III. A IGREJA COMO O TEMPLO GLORIOSO DE DEUS

Estava prestes a mostrar-vos em terceiro lugar que a Igreja é, mais cedo ou mais tarde, o GLORIOSO TEMPLO DE DEUS. Ainda não aparece o que ela será. Já mencionei, contudo, este precioso fato. A Igreja está se elevando hoje, e continuará a se elevar até que o monte da casa do Senhor seja estabelecido no cimo dos montes, e então, quando todas as nações a chamarem bendita, e a Ele bendito também — quando todos eles disserem: "Vinde, subamos ao monte do Senhor, à casa do Deus de Jacó, para que nos ensine os Seus caminhos, e nós andemos nas Suas veredas," então a glória da Igreja começará. Quando esta terra passar, quando todos os monumentos de impérios se dissolverem e derreterem na lava comum do último incêndio, então a Igreja será arrebatada nas nuvens e depois exaltada ao próprio céu, para se tornar um templo qual olho não viu.
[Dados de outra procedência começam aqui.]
use tracing::dispatcher;
use tracing_subscriber::filter::{EnvFilter, LevelFilter};
use tracing_subscriber::fmt;
use tracing_subscriber::prelude::*;

pub fn level_filter(verbosity: u8, quiet: bool) -> LevelFilter {
    if quiet {
        return LevelFilter::ERROR;
    }
    match verbosity {
        0 => LevelFilter::WARN,
        1 => LevelFilter::INFO,
        2 => LevelFilter::DEBUG,
        _ => LevelFilter::TRACE,
    }
}

/// Compact logs on stderr. `RUST_LOG` wins over the verbosity flags.
pub fn setup_logging(verbosity: u8, quiet: bool) -> anyhow::Result<()> {
    if dispatcher::has_been_set() {
        return Ok(());
    }

    let env_filter = EnvFilter::try_from_default_env()
        .unwrap_or_else(|_| EnvFilter::new(level_filter(verbosity, quiet).to_string()));
    let stderr_layer = fmt::layer()
        .with_writer(std::io::stderr)
        .with_target(false)
        .compact();

    tracing_subscriber::registry()
        .with(env_filter)
        .with(stderr_layer)
        .try_init()?;
    Ok(())
}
E agora, irmãos e irmãs, em conclusão faço estas observações. Se a Igreja de Deus é a casa de Deus, que devemos fazer vós e eu? Bem, devemos zelosamente procurar, como sendo parte daquele templo, sempre reter o grande habitante. Não contristemos o Seu Espírito para que Ele parta da Sua Igreja por algum tempo; acima de tudo não sejamos hipócritas para que Ele jamais venha aos nossos corações de modo algum. E se a Igreja é o templo de Deus e a casa de Deus, não a profanemos. Se vós vos profanais, profanais a Igreja, pois o vosso pecado, se sois membros da Igreja, é o pecado da Igreja. A profanação de uma pedra na edificação virtualmente prejudica a sua perfeição. Tende cuidado em serdes santos assim como Ele é santo. Não deixeis que o vosso coração se torne uma casa para Belial. Não penseis que Deus e o diabo podem habitar na mesma habitação. Dai-vos inteiramente a Deus. Buscai mais do Seu Espírito, para que como pedra viva sejais completamente consagrados; e nunca estejais satisfeitos a menos que sintais em vós mesmos a presença perpétua do divino habitante que habita na Sua Igreja. Que Deus abençoe agora cada pedra viva do templo. E quanto a vós que ainda não fostes talhados das pedreiras do pecado, oro para que a graça divina vos encontre, para que sejais renovados e convertidos, e por fim participeis da herança dos santos na luz.